Documentos e idioma, mayores barreras del regreso a clases para migrantes en Tijuana
El regreso a clases en Tijuana expone las principales necesidades de la comunidad migrante: documentos, inscripciones y apoyos lingüísticos.

El próximo regreso a clases en Tijuana representa un reto particular para cientos de familias migrantes que buscan inscribir a sus hijos en distintos niveles educativos.
Durante una sesión informativa organizada por Espacio Migrante, surgieron dudas y preocupaciones sobre documentos, procesos de inscripción y revalidación, principalmente en secundaria y preparatoria, donde las exigencias suelen ser más estrictas.
Documentos incompletos: la primera gran barrera
Una de las principales dificultades que enfrentan las familias migrantes está relacionada con los documentos escolares.

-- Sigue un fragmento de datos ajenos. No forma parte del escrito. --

use sea_orm::DatabaseConnection;

use crate::config::Config;
use crate::db::entity::{ price_history, product, user };
use crate::db::{ PriceHistoryRepository, ProductRepository, UserRepository };
use crate::enums::{ NotifyRule, SortMode };
use crate::error::{ AppError, Result };
use crate::wb;

const PLACEHOLDER_NAME: &str = "Загрузка...";

/// Whether the user may track one more link. Pure; consulted at admission
/// time only, never inside tracking cycles.
pub fn can_admit(max_links: i32, active_count: u64) -> bool {
    active_count < max_links as u64
}

/// Entry points the bot interface calls to manage a user's tracked set.
pub struct ProductService {
    products: ProductRepository,
    users: UserRepository,
    history: PriceHistoryRepository,
    default_dest: i32,
    default_max_links: i32,
}

impl ProductService {
    pub fn new(db: DatabaseConnection, config: &Config) -> Self {
        Self {
            products: ProductRepository::new(db.clone()),
            users: UserRepository::new(db.clone()),
            history: PriceHistoryRepository::new(db),
            default_dest: config.default_dest,
            default_max_links: config.default_max_free_links,
        }
    }

    /// Admit a new tracked product from a link or bare article. The name
    /// is a placeholder until the first successful fetch fills it in.
    pub async fn add_product(
        &self,
        user_id: i64,
        text: &str,
        selected_size: Option<String>
    ) -> Result<product::Model> {
        let nm_id = wb
            ::extract_nm_id(text)
            .ok_or_else(|| AppError::InvalidInput("No article found in message".to_string()))?;

        let user = self.users.get_or_create(
            user_id,
            self.default_dest,
            self.default_max_links
        ).await?;

        let active = self.products.count_for_user(user_id).await?;
        if !can_admit(user.max_links, active) {
            return Err(AppError::QuotaExceeded);
        }

        if self.products.find_by_nm_id(user_id, nm_id).await?.is_some() {
            return Err(AppError::DuplicateProduct);
        }

        self.products.create(
            user_id,
            wb::product_url(nm_id),
            nm_id,
            PLACEHOLDER_NAME.to_string(),
            selected_size
        ).await
    }

    pub async fn remove_product(&self, user_id: i64, product_id: i64) -> Result<()> {
        self.products.delete(product_id, user_id).await
    }

    pub async fn set_custom_name(&self, user_id: i64, product_id: i64, name: &str) -> Result<()> {
        let trimmed = name.trim();
        if trimmed.chars().count() < 3 {
            return Err(AppError::InvalidInput("Name too short (minimum 3 characters)".to_string()));
        }
        if trimmed.chars().count() > 200 {
            return Err(AppError::InvalidInput("Name too long (maximum 200 characters)".to_string()));
        }

        self.products.set_custom_name(product_id, user_id, trimmed.to_string()).await
    }

    pub async fn set_notify_rule(
        &self,
        user_id: i64,
        product_id: i64,
        rule: NotifyRule
    ) -> Result<()> {
        validate_rule(&rule)?;
        let (mode, value) = rule.to_columns();
        self.products.set_notify_rule(
            product_id,
            user_id,
            mode.map(str::to_string),
            value
        ).await
    }

    /// A user's products in their preferred order.
    pub async fn list_products(&self, user: &user::Model) -> Result<Vec<product::Model>> {
        let mut products = self.products.list_for_user(user.id).await?;

        // Repository already returns newest-updated first
        if user.sort_mode.parse::<SortMode>().unwrap_or(SortMode::Updated) == SortMode::Savings {
            products.sort_by_key(|p| {
                let basic = p.last_basic_price.unwrap_or(0);
                let current = p.last_product_price.unwrap_or(basic);
                std::cmp::Reverse(basic - current)
            });
        }

        Ok(products)
    }

    /// Newest-first history slice for one of the user's products.
    pub async fn price_history(
        &self,
        user_id: i64,
        product_id: i64,
        limit: u64
    ) -> Result<Vec<price_history::Model>> {
        let product = self.products.find_by_id(product_id).await?;
        if product.user_id != user_id {
            return Err(AppError::ProductNotFound);
        }

        self.history.recent(product_id, limit).await
    }

    /// How much the user would save buying everything now versus at each
    /// product's recent peak, in whole rubles.
    pub async fn potential_savings(&self, user_id: i64) -> Result<i64> {
        let products = self.products.list_for_user(user_id).await?;

        let mut total = 0;
        for product in &products {
            let history = self.history.recent(product.id, 30).await?;
            total += savings_against_peak(&history, product.last_product_price);
        }

        Ok(total)
    }
}

fn savings_against_peak(history: &[price_history::Model], current: Option<i64>) -> i64 {
    let Some(current) = current else {
        return 0;
    };

    let peak = history
        .iter()
        .map(|entry| entry.product_price)
        .max()
        .unwrap_or(current);

    (peak - current).max(0)
}

fn validate_rule(rule: &NotifyRule) -> Result<()> {
    match rule {
        NotifyRule::AllChanges => Ok(()),
        NotifyRule::PercentDrop(v) if (1..=100).contains(v) => Ok(()),
        NotifyRule::PercentDrop(_) => {
            Err(AppError::InvalidInput("Percent must be between 1 and 100".to_string()))
        }
        NotifyRule::Threshold(v) if *v > 0 => Ok(()),
        NotifyRule::Threshold(_) => {
            Err(AppError::InvalidInput("Threshold must be positive".to_string()))
        }
    }
}

#[cfg(test)]
mod tests {
    use super::*;
    use chrono::Utc;

    fn history_entry(product_price: i64) -> price_history::Model {
        price_history::Model {
            id: 0,
            product_id: 1,
            basic_price: product_price + 500,
            product_price,
            qty: 5,
            recorded_at: Utc::now(),
        }
    }

    #[test]
    fn savings_measured_against_recent_peak() {
        let history = vec![history_entry(1200), history_entry(1500), history_entry(1000)];

        assert_eq!(savings_against_peak(&history, Some(1000)), 500);
        // Current price above the peak never goes negative
        assert_eq!(savings_against_peak(&history, Some(1600)), 0);
        // No baseline yet
        assert_eq!(savings_against_peak(&history, None), 0);
        // No history: nothing to compare against
        assert_eq!(savings_against_peak(&[], Some(1000)), 0);
    }

    #[test]
    fn quota_boundary() {
        assert!(can_admit(5, 0));
        assert!(can_admit(5, 4));
        assert!(!can_admit(5, 5));
        assert!(!can_admit(5, 6));
        assert!(!can_admit(0, 0));
    }

    #[test]
    fn rule_validation() {
        assert!(validate_rule(&NotifyRule::AllChanges).is_ok());
        assert!(validate_rule(&NotifyRule::PercentDrop(10)).is_ok());
        assert!(validate_rule(&NotifyRule::PercentDrop(0)).is_err());
        assert!(validate_rule(&NotifyRule::PercentDrop(150)).is_err());
        assert!(validate_rule(&NotifyRule::Threshold(900)).is_ok());
        assert!(validate_rule(&NotifyRule::Threshold(0)).is_err());
    }
}
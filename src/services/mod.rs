pub mod fetch_service;
pub mod reconcile_service;
pub mod product_service;

pub use fetch_service::{ CardFetcher, Observation, ProductFetcher };
pub use reconcile_service::ReconcileService;
pub use product_service::ProductService;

Muchos niños llegan sin certificados, actas o comprobantes debido a sus desplazamientos forzados.
Rose Michelle Janvier, integrante de Espacio Migrante, explicó que este tema fue central durante la reunión informativa realizada con el Programa Binacional de Educación Migrante y la Secretaría de Educación.
Las familias preguntaron qué sucede cuando un menor no cuenta con sus papeles de estudios. En esos casos, PROBEM ofrece la opción de exámenes para validar conocimientos adquiridos.
“Las principales dudas fueron qué pasa si los niños no tienen documentos. Muchos salieron huyendo de sus casas y no pudieron recogerlos”, dijo Michelle.
Sin embargo, este proceso no siempre es sencillo. Padres y madres señalaron que la falta de información sobre cómo iniciar los trámites genera confusión y retrasa la inscripción escolar.
Mayores dudas durante el regreso a clases
El regreso a clases concentra las preocupaciones más fuertes en niveles superiores como secundaria, preparatoria y universidad. Ahí se piden certificados previos que no siempre están disponibles para las familias migrantes.
De acuerdo con la experiencia compartida en Espacio Migrante, la secundaria requiere certificado de primaria y la preparatoria exige comprobante de secundaria, lo que complica el proceso para los recién llegados.
Las opciones de revalidación existen, pero muchas veces se desconocen los exámenes que PROBEM ofrece, o bien, los tiempos de inscripción cierran antes de que los migrantes logren regularizarse.
Los casos de rechazo escolar han ocurrido cuando los padres intentan inscribir directamente a sus hijos sin pasar por los procesos oficiales de revalidación establecidos por la autoridad educativa.
“Una señora vino ayer y le negaron la entrada a su niña en la preparatoria porque no había hecho la revalidación en PROBEM”, relató.
El idioma como reto adicional
Además de los documentos, el idioma aparece como una de las dificultades más visibles, especialmente en el caso de estudiantes haitianos que hablan francés o creole como lengua materna.
Durante la reunión informativa se destacó que en PROBEM hay personal capacitado para atender en francés y que incluso los exámenes están disponibles en ese idioma y en español.
Esto representa un apoyo para que los estudiantes haitianos puedan contestar con mayor confianza y no queden en desventaja frente a quienes ya dominan el español.
No obstante, el reto no termina ahí, ya que en el aula los estudiantes enfrentan la barrera lingüística al interactuar con maestros y compañeros, lo que puede generar exclusión.
Por esa razón, Espacio Migrante ha señalado la importancia de fortalecer el acompañamiento lingüístico para que la integración escolar sea real y no quede solo en un trámite formal.
El papel de las instituciones y la organización comunitaria
La participación de instituciones como PROBEM y de la sociedad civil organizada como lo es el caso de Espacio Migrante se ha vuelto esencial para orientar a las familias migrantes en cada inicio del ciclo escolar.
La creación de grupos comunitarios para acompañar inscripciones ha permitido que más familias comprendan los requisitos y eviten rechazos al acudir directamente a escuelas sin la documentación necesaria.
Aunque el camino presenta trabas, la colaboración entre sociedad civil y autoridades educativas ha permitido que poco a poco más niños y jóvenes migrantes ingresen al sistema escolar.
La organización de citas colectivas ante la Secretaría de Educación facilita que se atiendan más casos en menos tiempo y se reduzcan los obstáculos administrativos.
“Queremos que cada niño migrante tenga la oportunidad de estudiar en Tijuana y que ninguna familia se quede sin acceso por falta de información”, concluyó Janvier.